E quando você, mulher, encontra o perfil daquela pessoa, que não vê a anos? “Nossa… como ela está bonita!” “Ai! Eu quero uma bolsa daquela!” E sem perceber a inveja já dominou seu coração. E, simplesmente por estar mais magra, estar bem financeiramente, estar namorando um homem bonito ou possuir mais coisas que você, seu coração fica inflamado. “Como pode?!”

Nunca percebeu,homem, que aquele programa de TV, tão inofensivo, te faz procurar as dançarinas semi-nuas que estão sempre no palco? Nunca percebeu os closes de câmera, que passam pelo corpo de mulheres com anatomia perfeita? Isso… Estou falando daqueles momentos em que sua natureza pecaminosa aplaude! Alguns daqueles momentos até despertam sonhos em você. Isto é a cobiça da luxúria em você.

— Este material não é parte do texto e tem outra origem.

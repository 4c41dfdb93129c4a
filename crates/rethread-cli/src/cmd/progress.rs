use crate::output::{bar, print_json, print_table, ratio};
use crate::session::Session;
use rethread_core::progress::phase_progress;
use rethread_core::types::WeekLabel;
use std::path::Path;

pub fn run(root: &Path, json: bool) -> anyhow::Result<()> {
    let session = Session::open(root)?;
    let tracker = &session.tracker;
    let state = tracker.checklist();
    let phases = tracker.catalog().list_phases();

    if json {
        let per_phase: serde_json::Map<String, serde_json::Value> = phases
            .iter()
            .map(|p| (p.id.clone(), serde_json::json!(phase_progress(p, state))))
            .collect();
        let value = serde_json::json!({
            "phases": per_phase,
            "weeks": {
                "A": tracker.week_progress(WeekLabel::A),
                "B": tracker.week_progress(WeekLabel::B),
            },
            "cycle": tracker.cycle_progress(),
        });
        return print_json(&value);
    }

    print_table(
        &["ID", "WEEK", "TITLE", "DONE", ""],
        phases
            .iter()
            .map(|p| {
                let progress = phase_progress(p, state);
                vec![
                    p.id.clone(),
                    p.week.to_string(),
                    p.title.clone(),
                    ratio(&progress),
                    bar(&progress),
                ]
            })
            .collect(),
    );
    println!();
    for &week in WeekLabel::all() {
        let progress = tracker.week_progress(week);
        println!("Week {week}  {}  {}", bar(&progress), ratio(&progress));
    }
    let cycle = tracker.cycle_progress();
    println!("Cycle   {}  {}", bar(&cycle), ratio(&cycle));
    Ok(())
}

Sinceramente, eu cansei desse joguinho. Esse jogo do “quão longe eu posso ir e ainda continuar sendo um cristão”. E se você não vê esta linha divisória que eu coloquei através do texto, das duas uma: Ou você é muito puro, ou você é cego demais. No dia em que fomos chamados por Cristo, automaticamente fomos chamados para abrir mão de algumas coisas. Peça a Deus para abrir seus olhos. Perceba aquilo que te domina, que te faz pecar. E, por fim, lance isto para longe.

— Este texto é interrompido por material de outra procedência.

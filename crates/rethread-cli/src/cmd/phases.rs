use crate::output::{checkbox, print_json, print_table, ratio};
use crate::session::Session;
use rethread_core::catalog::{week_meta, Phase};
use rethread_core::progress::{phase_progress, Progress};
use rethread_core::templates;
use rethread_core::types::WeekLabel;
use serde::Serialize;
use std::path::Path;

#[derive(Serialize)]
struct PhaseRow<'a> {
    #[serde(flatten)]
    phase: &'a Phase,
    current: bool,
    progress: Progress,
}

// ---------------------------------------------------------------------------
// phases
// ---------------------------------------------------------------------------

pub fn list(
    root: &Path,
    week: Option<&str>,
    search: Option<&str>,
    json: bool,
) -> anyhow::Result<()> {
    let week = week.map(str::parse::<WeekLabel>).transpose()?;
    let session = Session::open(root)?;
    let tracker = &session.tracker;
    let current = tracker.current().id.as_str();

    let rows: Vec<PhaseRow> = tracker
        .catalog()
        .search(week, search.unwrap_or(""))
        .into_iter()
        .map(|phase| PhaseRow {
            current: phase.id == current,
            progress: phase_progress(phase, tracker.checklist()),
            phase,
        })
        .collect();

    if json {
        return print_json(&rows);
    }
    if rows.is_empty() {
        println!("No phases match.");
        return Ok(());
    }
    print_table(
        &["", "ID", "WEEK", "TITLE", "TIMEBOX", "DONE"],
        rows.iter()
            .map(|r| {
                vec![
                    if r.current { "*" } else { "" }.to_string(),
                    r.phase.id.clone(),
                    r.phase.week.to_string(),
                    r.phase.title.clone(),
                    r.phase.timebox.clone(),
                    ratio(&r.progress),
                ]
            })
            .collect(),
    );
    Ok(())
}

// ---------------------------------------------------------------------------
// show
// ---------------------------------------------------------------------------

pub fn show(root: &Path, phase_id: Option<&str>, json: bool) -> anyhow::Result<()> {
    let session = Session::open(root)?;
    let tracker = &session.tracker;
    let phase = match phase_id {
        Some(id) => tracker.phase(id)?,
        None => tracker.current(),
    };
    let items = tracker.item_states(&phase.id)?;
    let progress = phase_progress(phase, tracker.checklist());
    let roles = tracker.assignment(phase.week);
    let phase_templates = templates::for_phase(&phase.id);

    if json {
        let value = serde_json::json!({
            "phase": phase,
            "items": items,
            "progress": progress,
            "roles": roles,
            "templates": phase_templates,
        });
        return print_json(&value);
    }

    let meta = week_meta(phase.week);
    println!(
        "{} · Phase {} of {} · {}",
        meta.name,
        phase.sequence,
        tracker.catalog().max_sequence(),
        phase.timebox
    );
    println!("{}", phase.title);
    println!("{}\n", phase.purpose);
    println!("Owner: {}", phase.owner_hint);
    println!("Lead: {}   Challenger: {}", roles.lead, roles.challenger);
    println!("Tags: {}", phase.tags.join(", "));

    println!("\nRequired outputs:");
    for output in &phase.required_outputs {
        println!("  - {output}");
    }
    println!("\nExit criteria:");
    for criterion in &phase.exit_criteria {
        println!("  - {criterion}");
    }

    println!("\nChecklist {}:", ratio(&progress));
    for item in &phase.checklist {
        let done = items.get(&item.id).copied().unwrap_or(false);
        println!("  {} {}  {}", checkbox(done), item.id, item.label);
    }

    if !phase_templates.is_empty() {
        println!("\nTemplates:");
        for t in phase_templates {
            println!("  {}  {}", t.slug, t.title);
        }
    }
    Ok(())
}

Se o seu olho direito o fizer pecar, arranque-o e lance-o fora. É melhor perder uma parte do seu corpo do que ser todo ele lançado no inferno.

Mateus 5:29

É simples. É o evangelho. Não tente achar outro caminho para vencer o pecado, porque não há. Se um dia fomos alcançados por Cristo, estamos fadados a viver o resto de nossa vida mutilando e arrancando de nós o que nos faz pecar. Esse é o caminho que o próprio Jesus nos deu. Ele não disse: “Se teu olho te faz pecar, reduza o tempo em que você o usa”. Também não disse: “Se teu olho pecar, leia bastante a bíblia e ore muito, até que o teu olho não consiga mais fazer você pecar”.

Você já sabe o que fazer. Então faça.  Jesus não estava falando de pecado neste versículo. Ele falou do que te leva a pecar. É assim que se foge do pecado. É assim que aniquilamos o pecado em nós: cortando aquilo que o alimenta. Se você não consegue, ore, peça a Deus para te libertar. Se consegue, ore também. Não pense que pode fazer isto sozinho. Se houver capacidade em você, pode ter certeza de que foi Deus quem te deu. Ande com Deus. Extraia dele as forças necessárias para viver uma vida de santidade aqui na terra. E viva como quem realmente espera a volta de Cristo.